### TASK TO COMPLETE
Search the listing below for the line containing "filename src/config.rs". From there through the line containing "pub type ResolverExt", transcribe every line exactly, both ends included.
─── THE DATA ───
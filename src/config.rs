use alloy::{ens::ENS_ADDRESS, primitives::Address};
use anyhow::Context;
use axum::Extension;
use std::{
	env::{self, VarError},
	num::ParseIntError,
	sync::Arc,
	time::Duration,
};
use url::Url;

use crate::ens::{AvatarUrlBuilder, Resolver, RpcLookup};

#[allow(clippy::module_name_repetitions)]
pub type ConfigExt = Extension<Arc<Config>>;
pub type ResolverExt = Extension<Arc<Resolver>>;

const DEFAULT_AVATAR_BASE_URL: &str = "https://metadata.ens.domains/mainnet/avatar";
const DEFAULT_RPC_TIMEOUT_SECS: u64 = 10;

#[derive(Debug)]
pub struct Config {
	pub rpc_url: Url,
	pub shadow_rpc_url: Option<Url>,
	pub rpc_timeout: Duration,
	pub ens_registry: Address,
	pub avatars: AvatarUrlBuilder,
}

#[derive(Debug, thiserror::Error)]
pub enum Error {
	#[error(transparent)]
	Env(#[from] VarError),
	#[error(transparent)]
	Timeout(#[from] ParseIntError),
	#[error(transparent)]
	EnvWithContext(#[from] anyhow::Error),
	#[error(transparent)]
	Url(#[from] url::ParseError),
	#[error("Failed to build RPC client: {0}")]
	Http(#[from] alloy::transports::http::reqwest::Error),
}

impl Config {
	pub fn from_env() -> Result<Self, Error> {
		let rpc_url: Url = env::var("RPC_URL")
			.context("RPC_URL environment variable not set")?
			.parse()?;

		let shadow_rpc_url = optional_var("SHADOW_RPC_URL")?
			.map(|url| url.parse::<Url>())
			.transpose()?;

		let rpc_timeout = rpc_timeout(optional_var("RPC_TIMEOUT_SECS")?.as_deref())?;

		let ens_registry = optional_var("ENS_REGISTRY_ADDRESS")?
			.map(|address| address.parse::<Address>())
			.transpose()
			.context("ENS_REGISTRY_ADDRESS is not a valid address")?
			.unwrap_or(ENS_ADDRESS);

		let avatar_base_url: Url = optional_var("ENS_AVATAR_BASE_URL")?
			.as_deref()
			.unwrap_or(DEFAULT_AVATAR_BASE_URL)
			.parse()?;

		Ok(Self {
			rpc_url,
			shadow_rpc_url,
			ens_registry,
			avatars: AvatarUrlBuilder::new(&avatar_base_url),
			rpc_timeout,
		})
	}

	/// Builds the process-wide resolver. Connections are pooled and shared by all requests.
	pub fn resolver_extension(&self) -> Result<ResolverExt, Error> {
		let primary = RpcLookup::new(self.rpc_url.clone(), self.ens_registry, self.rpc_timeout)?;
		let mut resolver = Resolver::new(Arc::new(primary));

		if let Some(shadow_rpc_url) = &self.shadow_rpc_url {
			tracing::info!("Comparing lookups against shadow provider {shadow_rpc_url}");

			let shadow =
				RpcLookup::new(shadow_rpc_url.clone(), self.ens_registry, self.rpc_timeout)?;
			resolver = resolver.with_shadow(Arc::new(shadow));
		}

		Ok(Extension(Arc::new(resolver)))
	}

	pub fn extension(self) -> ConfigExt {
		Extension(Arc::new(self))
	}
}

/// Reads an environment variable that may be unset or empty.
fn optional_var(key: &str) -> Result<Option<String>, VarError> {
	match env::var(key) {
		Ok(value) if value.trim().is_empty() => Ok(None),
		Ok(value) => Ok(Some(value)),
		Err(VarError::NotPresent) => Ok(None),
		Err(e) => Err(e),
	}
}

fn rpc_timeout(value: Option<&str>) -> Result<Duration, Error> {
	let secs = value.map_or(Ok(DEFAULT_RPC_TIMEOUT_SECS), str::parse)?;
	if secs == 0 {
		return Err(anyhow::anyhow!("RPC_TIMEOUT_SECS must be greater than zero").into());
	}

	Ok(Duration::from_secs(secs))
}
───
─── THE DATA ───
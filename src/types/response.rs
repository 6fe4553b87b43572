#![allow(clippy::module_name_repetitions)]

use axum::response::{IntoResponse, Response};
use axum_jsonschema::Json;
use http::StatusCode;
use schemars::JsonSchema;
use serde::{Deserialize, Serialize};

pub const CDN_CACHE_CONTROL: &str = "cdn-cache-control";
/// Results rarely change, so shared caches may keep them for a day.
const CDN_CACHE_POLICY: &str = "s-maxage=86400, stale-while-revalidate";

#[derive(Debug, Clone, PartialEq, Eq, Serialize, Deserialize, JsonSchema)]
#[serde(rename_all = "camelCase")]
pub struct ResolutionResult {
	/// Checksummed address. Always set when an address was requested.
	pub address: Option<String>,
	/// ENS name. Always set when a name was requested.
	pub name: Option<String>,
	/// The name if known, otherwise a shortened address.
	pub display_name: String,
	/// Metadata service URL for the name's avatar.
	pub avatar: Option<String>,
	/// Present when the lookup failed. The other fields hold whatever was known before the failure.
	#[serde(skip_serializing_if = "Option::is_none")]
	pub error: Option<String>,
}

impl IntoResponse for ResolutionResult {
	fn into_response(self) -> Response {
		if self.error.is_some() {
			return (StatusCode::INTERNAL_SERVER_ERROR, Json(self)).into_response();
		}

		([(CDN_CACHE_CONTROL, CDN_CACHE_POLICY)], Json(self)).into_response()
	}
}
───
─── THE DATA ───
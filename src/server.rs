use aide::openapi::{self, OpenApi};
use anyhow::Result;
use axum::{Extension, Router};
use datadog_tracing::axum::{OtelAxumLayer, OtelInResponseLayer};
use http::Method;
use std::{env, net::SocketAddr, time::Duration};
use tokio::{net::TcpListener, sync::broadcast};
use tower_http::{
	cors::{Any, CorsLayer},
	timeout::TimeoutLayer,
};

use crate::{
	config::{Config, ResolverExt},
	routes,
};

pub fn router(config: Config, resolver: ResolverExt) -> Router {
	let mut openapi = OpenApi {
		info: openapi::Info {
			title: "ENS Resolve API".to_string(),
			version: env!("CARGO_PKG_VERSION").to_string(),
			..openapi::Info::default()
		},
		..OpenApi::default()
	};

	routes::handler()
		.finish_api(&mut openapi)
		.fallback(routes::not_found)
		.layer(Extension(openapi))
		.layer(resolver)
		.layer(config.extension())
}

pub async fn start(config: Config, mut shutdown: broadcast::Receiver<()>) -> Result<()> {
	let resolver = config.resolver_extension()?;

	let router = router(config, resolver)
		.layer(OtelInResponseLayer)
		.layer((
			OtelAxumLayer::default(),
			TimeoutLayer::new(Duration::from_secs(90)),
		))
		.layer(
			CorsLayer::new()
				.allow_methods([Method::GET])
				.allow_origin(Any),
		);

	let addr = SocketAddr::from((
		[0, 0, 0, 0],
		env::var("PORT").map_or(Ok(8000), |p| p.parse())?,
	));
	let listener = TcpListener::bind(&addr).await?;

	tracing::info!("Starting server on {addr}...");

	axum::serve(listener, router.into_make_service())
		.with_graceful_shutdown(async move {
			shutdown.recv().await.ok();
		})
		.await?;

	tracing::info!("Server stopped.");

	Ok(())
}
───
### FINISHED TASK
filename src/config.rs
use alloy::{ens::ENS_ADDRESS, primitives::Address};
use anyhow::Context;
use axum::Extension;
use std::{
	env::{self, VarError},
	num::ParseIntError,
	sync::Arc,
	time::Duration,
};
use url::Url;

use crate::ens::{AvatarUrlBuilder, Resolver, RpcLookup};

#[allow(clippy::module_name_repetitions)]
pub type ConfigExt = Extension<Arc<Config>>;
pub type ResolverExt = Extension<Arc<Resolver>>;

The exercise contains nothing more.